As shown previously in our study, ICI significantly prolonged
PFS in the group with brain metastases compared to a group of
patients with other metastases, while there was no statistically
significant improvement in the same group OS.
Considering all the above how could we explain that ICI significantly prolonged PFS in group of patients with brain metastases
compared with those with other metastases?
All patients with BM, who were included in our study, received
stereotactic radiotherapy (SRS) or whole brain radiotherapy
(WBRT) in addition to ICI. Therefore, an abscopal effect provides a
sound potential rationale for our results.
Many study results suggest that localized radiotherapy , traditionally used to control localized disease, not only directly kills
tumor cells but also may elicit an immune response by promoting
the cross-priming of tumor-specific CD8 T cells, that attack both
irradiated and distant, nonirradiated tumors [15-17]. The RT-induced antitumor T cell response can be enhanced by combination
with ICI [18]. The combination of radiation and immunotherapy
may increase the occurrence of abscopal effect, [19-21] with rates ranging from 25% to 52% with immune checkpoint inhibitors [19,21].
The results of a retrospective study by Min Wu et al. are consistent with ours. The study included patients with advanced
NSCLC who had received radiotherapy for a primary or metastatic
solid tumor.
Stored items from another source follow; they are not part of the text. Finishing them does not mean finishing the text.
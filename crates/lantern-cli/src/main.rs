use anyhow::{Context, Result};
use clap::{Parser, Subcommand};
use futures::{stream, StreamExt};
use lantern_telemetry::{
    analysis::AnalysisResult,
    export::{self, ExportFormat},
    HttpTransport, LogEntry, LoggerConfig, Transport,
};
use std::path::{Path, PathBuf};
use tracing::{info, warn};
use tracing_subscriber::EnvFilter;

/// Replay requests in flight at once
const REPLAY_CONCURRENCY: usize = 4;

#[derive(Parser)]
#[command(author, version, about = "Inspect, convert and replay Lantern log history", long_about = None)]
struct Cli {
    /// Set log level for the tool's own output (trace, debug, info, warn, error)
    #[arg(long, global = true, help = "Set log level")]
    log_level: Option<String>,

    /// Logger configuration file
    #[arg(long, global = true, help = "Path to logger configuration file")]
    config: Option<PathBuf>,

    #[command(subcommand)]
    command: Command,
}

#[derive(Subcommand)]
enum Command {
    /// Summarize a history file: counts, error rate, trends and anomalies
    Analyze {
        file: PathBuf,

        #[arg(long, help = "Print the full result as JSON")]
        json: bool,
    },

    /// Convert a history file to another export format
    Export {
        file: PathBuf,

        #[arg(long, value_enum, default_value = "json")]
        format: FormatArg,

        #[arg(short, long, help = "Write to this file instead of stdout")]
        output: Option<PathBuf>,
    },

    /// Send a history file to a collector in batches
    Replay {
        file: PathBuf,

        #[arg(long, help = "Collector endpoint (defaults to the configured one)")]
        endpoint: Option<String>,

        #[arg(long, help = "Entries per request (defaults to the configured batch size)")]
        batch_size: Option<usize>,
    },

    /// Show or create the logger configuration
    Config {
        #[command(subcommand)]
        action: ConfigAction,
    },
}

#[derive(Subcommand)]
enum ConfigAction {
    /// Print the effective configuration as TOML
    Show,

    /// Write the default configuration
    Init {
        #[arg(long, help = "Target path (defaults to the platform config dir)")]
        path: Option<PathBuf>,

        #[arg(long, help = "Overwrite an existing file")]
        force: bool,
    },
}

#[derive(clap::ValueEnum, Clone, Copy, Debug)]
enum FormatArg {
    Json,
    Csv,
    Text,
}

impl From<FormatArg> for ExportFormat {
    fn from(format: FormatArg) -> Self {
        match format {
            FormatArg::Json => Self::Json,
            FormatArg::Csv => Self::Csv,
            FormatArg::Text => Self::Text,
        }
    }
}

fn init_tracing(level: Option<&str>) {
    let filter = match level {
        Some(level) => EnvFilter::new(level),
        None => EnvFilter::try_from_default_env().unwrap_or_else(|_| EnvFilter::new("warn")),
    };

    tracing_subscriber::fmt()
        .with_env_filter(filter)
        .with_writer(std::io::stderr)
        .with_target(false)
        .init();
}

async fn read_history(path: &Path) -> Result<Vec<LogEntry>> {
    let content = tokio::fs::read_to_string(path)
        .await
        .with_context(|| format!("Failed to read history file {}", path.display()))?;

    let entries = export::parse_json(&content)
        .with_context(|| format!("{} is not a JSON array of log entries", path.display()))?;

    info!(
        telemetry.event = "history_loaded",
        count = entries.len(),
        path = %path.display(),
        "Loaded history"
    );
    Ok(entries)
}

fn summarize(result: &AnalysisResult) -> String {
    let mut out = String::new();

    out.push_str(&format!("Entries:    {}\n", result.total_entries));
    out.push_str(&format!("Error rate: {:.1}%\n", result.error_rate));
    if let Some(avg) = result.average_duration {
        out.push_str(&format!("Avg time:   {:.1}ms\n", avg));
    }

    out.push_str("\nBy level:\n");
    for (level, count) in &result.counts_by_level {
        out.push_str(&format!("  {:<8} {}\n", level.as_label(), count));
    }

    if !result.counts_by_tag.is_empty() {
        out.push_str("\nBy tag:\n");
        for (tag, count) in &result.counts_by_tag {
            out.push_str(&format!("  {:<16} {}\n", tag, count));
        }
    }

    if !result.top_errors.is_empty() {
        out.push_str("\nTop errors:\n");
        for error in &result.top_errors {
            out.push_str(&format!(
                "  {:>5}x  {}  (last {})\n",
                error.count,
                error.message,
                error.last_seen.to_rfc3339()
            ));
        }
    }

    if !result.anomalies.is_empty() {
        out.push_str("\nAnomalies:\n");
        for anomaly in &result.anomalies {
            out.push_str(&format!(
                "  [{:?}/{:?}] {}\n",
                anomaly.kind, anomaly.severity, anomaly.description
            ));
        }
    }

    out
}

async fn analyze(file: &Path, json: bool) -> Result<()> {
    let entries = read_history(file).await?;
    let result = lantern_telemetry::analyze(&entries);

    if json {
        println!("{}", serde_json::to_string_pretty(&result)?);
    } else {
        print!("{}", summarize(&result));
    }
    Ok(())
}

async fn export_history(file: &Path, format: ExportFormat, output: Option<&Path>) -> Result<()> {
    let entries = read_history(file).await?;
    let rendered = export::export(&entries, format)?;

    match output {
        Some(path) => {
            tokio::fs::write(path, rendered)
                .await
                .with_context(|| format!("Failed to write {}", path.display()))?;
            info!(
                telemetry.event = "history_exported",
                format = %format,
                path = %path.display(),
                "Exported history"
            );
        }
        None => print!("{}", rendered),
    }
    Ok(())
}

async fn replay(
    file: &Path,
    mut config: LoggerConfig,
    endpoint: Option<String>,
    batch_size: Option<usize>,
) -> Result<()> {
    if let Some(endpoint) = endpoint {
        config.server.endpoint = endpoint;
    }
    if let Some(batch_size) = batch_size {
        config.server.batch_size = batch_size;
    }
    config.validate()?;

    let entries = read_history(file).await?;
    let transport = HttpTransport::new(&config.server)?;

    let (delivered, dropped) = send_batches(
        &transport,
        &entries,
        config.server.batch_size,
        REPLAY_CONCURRENCY,
    )
    .await;

    println!(
        "Replayed to {}: {} delivered, {} dropped",
        transport.endpoint(),
        delivered,
        dropped
    );

    if dropped > 0 {
        anyhow::bail!("{} entries were not accepted by the collector", dropped);
    }
    Ok(())
}

/// Send `entries` in order-preserving batches with at most `concurrency`
/// requests outstanding. Returns the delivered and dropped entry counts.
async fn send_batches(
    transport: &dyn Transport,
    entries: &[LogEntry],
    batch_size: usize,
    concurrency: usize,
) -> (usize, usize) {
    let results: Vec<_> = stream::iter(entries.chunks(batch_size.max(1)))
        .map(|batch| async move { (batch.len(), transport.send(batch).await) })
        .buffered(concurrency.max(1))
        .collect()
        .await;

    let mut delivered = 0;
    let mut dropped = 0;
    for (count, result) in results {
        match result {
            Ok(()) => delivered += count,
            Err(e) => {
                warn!(
                    telemetry.event = "replay_batch_failed",
                    count,
                    error = %e,
                    "Batch was not accepted"
                );
                dropped += count;
            }
        }
    }
    (delivered, dropped)
}

async fn load_config(path: Option<&Path>) -> Result<LoggerConfig> {
    let (config, issues) = LoggerConfig::load_with_issues(path)
        .await
        .context("Failed to load logger configuration")?;
    for issue in &issues {
        warn!("Invalid configuration value replaced by default: {}", issue);
    }
    Ok(config)
}

async fn config_command(action: ConfigAction, config: LoggerConfig) -> Result<()> {
    match action {
        ConfigAction::Show => {
            let (normalized, issues) = config.normalized();
            for issue in &issues {
                warn!("Invalid configuration value replaced by default: {}", issue);
            }
            let rendered =
                toml::to_string_pretty(&normalized).context("Failed to render configuration")?;
            print!("{}", rendered);
        }
        ConfigAction::Init { path, force } => {
            let target = match path {
                Some(path) => path,
                None => LoggerConfig::default_config_path()?,
            };

            if target.exists() && !force {
                anyhow::bail!(
                    "{} already exists (use --force to overwrite)",
                    target.display()
                );
            }

            LoggerConfig::default().save(Some(&target)).await?;
            println!("Wrote default configuration to {}", target.display());
        }
    }
    Ok(())
}

#[tokio::main]
async fn main() -> Result<()> {
    dotenvy::dotenv().ok();

    let cli = Cli::parse();
    init_tracing(cli.log_level.as_deref());

    match cli.command {
        Command::Analyze { file, json } => analyze(&file, json).await,
        Command::Export {
            file,
            format,
            output,
        } => export_history(&file, format.into(), output.as_deref()).await,
        Command::Replay {
            file,
            endpoint,
            batch_size,
        } => {
            let config = load_config(cli.config.as_deref()).await?;
            replay(&file, config, endpoint, batch_size).await
        }
        Command::Config { action } => {
            let config = load_config(cli.config.as_deref()).await?;
            config_command(action, config).await
        }
    }
}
They aimed to determine the differences in systemic
immune activation after RT to the brain, bone, lung, liver, adrenal gland, and soft tissue during immunotherapy synchronously.
Study concluded that irradiation to brain had the strongest effect
on immune activation and response to immunotherapy treatment
in advanced NSCLC. They assumed that this may be due to the fact
that the blood–brain barrier was breached with RT [22]. A metaanalysis conducted by Wenjing Li et al also suggested that PD-1 or
PD-L1 inhibitors can reduce the risk of both disease progression
and death of patients with brain metastases of NSCLC, who have
been pretreated with local therapies and/or in whom the brain
lessions are asymptomatic [23].
Conclusion
Our study found that brain metastases in patients with stage
IV NSCLC with PD-L1 expression ≥50% responded best to immunotherapy.
Given the fact that all patients received radiotherapy in addition to ICI, it is crucial to highlight the effects of the synergistic
action of these two therapies. Further clinical trials are needed
to define the role of immunotherapy in NSCLC patients with BM.
Declarations
Conflict of interest: The authors declare that they have no
conflict of interest.
Financial disclosures: The authors declare that no funds,
grants, or other support were received during the preparation of
this manuscript.
Ethical statement: The authors received ethical approval for
the study from the ethical board and all patients signed ICF.